NY City Ballet Presents Fashion

Walker Joins Jason Wu and Thomas Kitko

By: - Sep 22, 2016

Ballet and Fashion
New York City Ballet
David Koch Theater
New York, New York
September 20, 2016

Inspired by the presence of Fashion Week in Lincoln Center, the New York City Ballet inaugurated a Fall Fashion Gala. Fashion Week was kicked out of the arts center by the New York City Parks Department, complaining among other issues about the number of spike heels.

Although the event left, the Fashion Gala continues. A wonderful case is made for the use of high fashion costumes in ballet.

This year’s gala reprised a ballet created by Peter Martins with costumes by Valentino Clemente Ludovico Garavani, better known simply as Valentino. There is nothing simple about the ballet wear created for Bal de Couture. Set to Tchaikovsky’s dance from the second Act of Eugene Onegin, long black and white gowns floated with the ballerinas. Designs varied adding to the visual pleasure. As the dancers leap, the red underskirts are revealed. Red toe shoes dotted the horizon. Red whisked by wherever you looked. 

Even the more conventional tutus were eye-catching. Multiple layers of red tulle appeared to support the floating dancers.

The Tchaikovsky music, which reminds one of the joy of dancing, and also Tatiana’s pain at the hands of Onegin, only adds to the deep pleasure of the Martins’ choreography.

In this piece, all the elements work together to provide jaw-dropping eye candy and ear-catching musical satisfaction.   The combination of the insinuating, seductive music, exuberant dancing, and gorgeous black and white gowns which emphasized the romantic individuality of the couples, transformed a cool, observant critic into an emotionally involved participant for a few magical moments.

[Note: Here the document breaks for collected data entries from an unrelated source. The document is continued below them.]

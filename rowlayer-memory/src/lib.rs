//! In-memory store backend implementation for rowlayer.
//!
//! Provides [`MemoryStore`], a [`StoreBackend`](rowlayer_core::backend::StoreBackend)
//! that holds JSON rows in memory and serves registered closures as stored
//! procedures. Useful for tests, examples, and development without a live
//! database.

mod evaluator;
mod store;

pub use store::{MemoryStore, MemoryStoreBuilder, ProcedureHandler};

Peter Walker, a member of the troupe, is emerging as an important choreographer and his ‘ten to seven’ shows us why. It was easy to imagine sitting on the Santa Monica pier and looking west as the sun descends when you see the musicians perched on a platform rising above the stage, and accessible by steps. On one, Thomas Kitko sits with his electric guitar in action. Kitko was commissioned by the ballet to compose for Walker’s choreographer and his driven beats thrill.

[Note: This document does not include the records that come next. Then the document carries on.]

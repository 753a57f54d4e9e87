//! Convenient re-exports of commonly used types from rowlayer.
//!
//! Import this prelude module to quickly access the most frequently used
//! types and traits without needing to import from multiple sub-modules:
//!
//! ```ignore
//! use rowlayer::prelude::*;
//! ```

pub use rowlayer_core::{
    backend::{QueryOutcome, StoreBackend, StoreBackendBuilder},
    client::RowClient,
    convert::{ConverterConfig, QueryConverter},
    criteria::{Criteria, Direction, Order, RawQuery, ScopeFilter},
    error::{ExecutionError, ExecutionResult, ValidationError, ValidationResult},
    filter::{Filter, FilterValue, Operator},
    page::{PageMeta, Paginated, paginate},
    plan::{CountMode, QueryOp, StoreQuery},
    service::{ExecutionStrategy, QueryService, ServiceConfig},
};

Walker in collaboration with designer, Jason Wu, has created slashing dance. Just as Wu used electric-cool-acid slashes across black costumes, Walker choreographs in dramatic moves. Kitko’s music underscores the movements. This combination of choreography, costume and music in both ‘ten to seven’ and ‘Bal de Couture’ suggest some of the excitement aroused by the early conjunction of Russian artists in Paris.

Each ballet was introduced by a documentary on the creation of the costumes. This allowed the audience to peak into the inner workings of the ballet. Two other pieces, The Dreamers and Unframed were interesting, but did not weave the elements together as satisfactorily as the Martins and the Walker.

We expect the New York City Ballet to be the very best. It is repeatedly pointed out that George Balanchine, who made its first big mark, wanted ballet to be now. We were very much in the now at this Fashion Gala.